- [Problem details]: Each of the entries below should be written out exactly as it reads.

-- Opening Marker --

/// Joins a room and runs the session until shutdown.
///
/// # Errors
///
/// Returns an error when required arguments are missing or endpoint
/// derivation fails; runtime socket failures are retried, not returned.
pub(crate) async fn run_room(args: &ViewerArgs) -> AppResult<()> {
    let server = args
        .server
        .as_deref()
        .ok_or_else(|| AppError::validation(ValidationError::MissingServer))?;
    let access_token = args
        .token
        .as_deref()
        .ok_or_else(|| AppError::validation(ValidationError::MissingToken))?;
    if let Some(name) = args.name.as_deref()
        && name.trim().is_empty()
    {
        return Err(AppError::validation(ValidationError::DisplayNameEmpty));
    }

    let grants = token::decode_token(access_token)?;
    let room = match args.room.clone() {
        Some(room) => room,
        None => grants
            .room()
            .map(str::to_owned)
            .ok_or_else(|| AppError::session(SessionError::TokenMissingRoom))?,
    };
    let local_identity = grants.identity().unwrap_or("you").to_owned();
    let local_name = args
        .name
        .clone()
        .or_else(|| grants.display_name().map(str::to_owned))
        .unwrap_or_else(|| local_identity.clone());

    let feed_url = state_feed_url(server, &room)?;
    let chat_url = chat_relay_url(server, &room)?;
    let backoff = Backoff::new(
        args.reconnect_initial
            .unwrap_or(crate::feed::DEFAULT_INITIAL_DELAY),
        args.reconnect_cap.unwrap_or(crate::feed::DEFAULT_DELAY_CAP),
    );

    info!("Joining room '{}' on {}", room, server);

    let (shutdown_tx, _) = shutdown_channel();
    let signal_handle = setup_signal_shutdown_handler(&shutdown_tx);

    let (feed_tx, mut feed_rx) = mpsc::channel::<FeedEvent>(64);
    let feed_handle = spawn_state_feed(feed_url, feed_tx, &shutdown_tx, backoff.clone());

    let (chat_tx, mut chat_rx) = mpsc::channel::<ChatEvent>(64);
    let (chat_handle, chat_task) = spawn_chat_relay(chat_url, chat_tx, &shutdown_tx, backoff);

    let (linger_tx, mut linger_rx) = mpsc::channel::<u64>(8);

    let ui_enabled = !args.no_ui && std::io::stdout().is_terminal();
    let mut session = RoomSession {
        timeline: Timeline::new(),
        roster: Roster::new(),
        context: SessionContext::new(),
        gate: TalkGate::new(),
        ui: UiData {
            room: room.clone(),
            no_color: args.no_color,
            ..UiData::default()
        },
        local_identity: local_identity.clone(),
        local_name,
        terminal_size: crossterm::terminal::size().unwrap_or((80, 24)),
        skip_step: args.skip_step,
    };
    session.roster.apply(&RoomEvent::ParticipantJoined {
        identity: local_identity,
        name: Some(session.local_name.clone()),
        metadata: None,
    });
    session.sync_ui();

    let (ui_tx, _) = watch::channel(session.ui.clone());
    let render_handle = if ui_enabled {
        setup_render_ui(&shutdown_tx, &ui_tx)
    } else {
        info!("UI disabled; logging state updates instead.");
        tokio::spawn(async {})
    };
    let (mut input_rx, input_handle) = if ui_enabled {
        spawn_input_reader(&shutdown_tx)
    } else {
        headless_input_stub(&shutdown_tx)
    };

    let endpoint = DetachedMediaEndpoint;
    // Matches the web client's join flow; with no media surface attached the
    // slots simply stay empty and push-to-talk reports why on use.
    session.context.pre_acquire(&endpoint).await;
    let mut shutdown_rx = shutdown_tx.subscribe();

    loop {
        tokio::select! {
            _ = shutdown_rx.recv() => break,
            event = feed_rx.recv() => match event {
                Some(event) => {
                    handle_feed_event(&mut session, event, &linger_tx, ui_enabled);
                }
                None => break,
            },
            event = chat_rx.recv() => match event {
                Some(event) => handle_chat_event(&mut session, event),
                None => break,
            },
            generation = linger_rx.recv() => match generation {
                Some(generation) => {
                    if session.timeline.linger_elapsed(generation) {
                        session.sync_ui();
                    }
                }
                None => break,
            },
            event = input_rx.recv() => match event {
                Some(event) => {
                    let quit = handle_input_event(
                        &mut session,
                        event,
                        chat_handle.clone(),
                        &endpoint,
                    )
                    .await;
                    if quit {
                        break;
                    }
                }
                None => break,
            },
        }
        ui_tx.send_replace(session.ui.clone());
    }

    drop(shutdown_tx.send(()));
    session.roster.clear();
    let (_, _, _, _, _) = tokio::join!(
        signal_handle,
        feed_handle,
        chat_task,
        render_handle,
        input_handle
    );
    Ok(())
}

-- Closing Marker --

- [Solved exercise]:
/// Joins a room and runs the session until shutdown.
///
/// # Errors
///
/// Returns an error when required arguments are missing or endpoint
/// derivation fails; runtime socket failures are retried, not returned.
pub(crate) async fn run_room(args: &ViewerArgs) -> AppResult<()> {
    let server = args
        .server
        .as_deref()
        .ok_or_else(|| AppError::validation(ValidationError::MissingServer))?;
    let access_token = args
        .token
        .as_deref()
        .ok_or_else(|| AppError::validation(ValidationError::MissingToken))?;
    if let Some(name) = args.name.as_deref()
        && name.trim().is_empty()
    {
        return Err(AppError::validation(ValidationError::DisplayNameEmpty));
    }

    let grants = token::decode_token(access_token)?;
    let room = match args.room.clone() {
        Some(room) => room,
        None => grants
            .room()
            .map(str::to_owned)
            .ok_or_else(|| AppError::session(SessionError::TokenMissingRoom))?,
    };
    let local_identity = grants.identity().unwrap_or("you").to_owned();
    let local_name = args
        .name
        .clone()
        .or_else(|| grants.display_name().map(str::to_owned))
        .unwrap_or_else(|| local_identity.clone());

    let feed_url = state_feed_url(server, &room)?;
    let chat_url = chat_relay_url(server, &room)?;
    let backoff = Backoff::new(
        args.reconnect_initial
            .unwrap_or(crate::feed::DEFAULT_INITIAL_DELAY),
        args.reconnect_cap.unwrap_or(crate::feed::DEFAULT_DELAY_CAP),
    );

    info!("Joining room '{}' on {}", room, server);

    let (shutdown_tx, _) = shutdown_channel();
    let signal_handle = setup_signal_shutdown_handler(&shutdown_tx);

    let (feed_tx, mut feed_rx) = mpsc::channel::<FeedEvent>(64);
    let feed_handle = spawn_state_feed(feed_url, feed_tx, &shutdown_tx, backoff.clone());

    let (chat_tx, mut chat_rx) = mpsc::channel::<ChatEvent>(64);
    let (chat_handle, chat_task) = spawn_chat_relay(chat_url, chat_tx, &shutdown_tx, backoff);

    let (linger_tx, mut linger_rx) = mpsc::channel::<u64>(8);

    let ui_enabled = !args.no_ui && std::io::stdout().is_terminal();
    let mut session = RoomSession {
        timeline: Timeline::new(),
        roster: Roster::new(),
        context: SessionContext::new(),
        gate: TalkGate::new(),
        ui: UiData {
            room: room.clone(),
            no_color: args.no_color,
            ..UiData::default()
        },
        local_identity: local_identity.clone(),
        local_name,
        terminal_size: crossterm::terminal::size().unwrap_or((80, 24)),
        skip_step: args.skip_step,
    };
    session.roster.apply(&RoomEvent::ParticipantJoined {
        identity: local_identity,
        name: Some(session.local_name.clone()),
        metadata: None,
    });
    session.sync_ui();

    let (ui_tx, _) = watch::channel(session.ui.clone());
    let render_handle = if ui_enabled {
        setup_render_ui(&shutdown_tx, &ui_tx)
    } else {
        info!("UI disabled; logging state updates instead.");
        tokio::spawn(async {})
    };
    let (mut input_rx, input_handle) = if ui_enabled {
        spawn_input_reader(&shutdown_tx)
    } else {
        headless_input_stub(&shutdown_tx)
    };

    let endpoint = DetachedMediaEndpoint;
    // Matches the web client's join flow; with no media surface attached the
    // slots simply stay empty and push-to-talk reports why on use.
    session.context.pre_acquire(&endpoint).await;
    let mut shutdown_rx = shutdown_tx.subscribe();

    loop {
        tokio::select! {
            _ = shutdown_rx.recv() => break,
            event = feed_rx.recv() => match event {
                Some(event) => {
                    handle_feed_event(&mut session, event, &linger_tx, ui_enabled);
                }
                None => break,
            },
            event = chat_rx.recv() => match event {
                Some(event) => handle_chat_event(&mut session, event),
                None => break,
            },
            generation = linger_rx.recv() => match generation {
                Some(generation) => {
                    if session.timeline.linger_elapsed(generation) {
                        session.sync_ui();
                    }
                }
                None => break,
            },
            event = input_rx.recv() => match event {
                Some(event) => {
                    let quit = handle_input_event(
                        &mut session,
                        event,
                        chat_handle.clone(),
                        &endpoint,
                    )
                    .await;
                    if quit {
                        break;
                    }
                }
                None => break,
            },
        }
        ui_tx.send_replace(session.ui.clone());
    }

    drop(shutdown_tx.send(()));
    session.roster.clear();
    let (_, _, _, _, _) = tokio::join!(
        signal_handle,
        feed_handle,
        chat_task,
        render_handle,
        input_handle
    );
    Ok(())
}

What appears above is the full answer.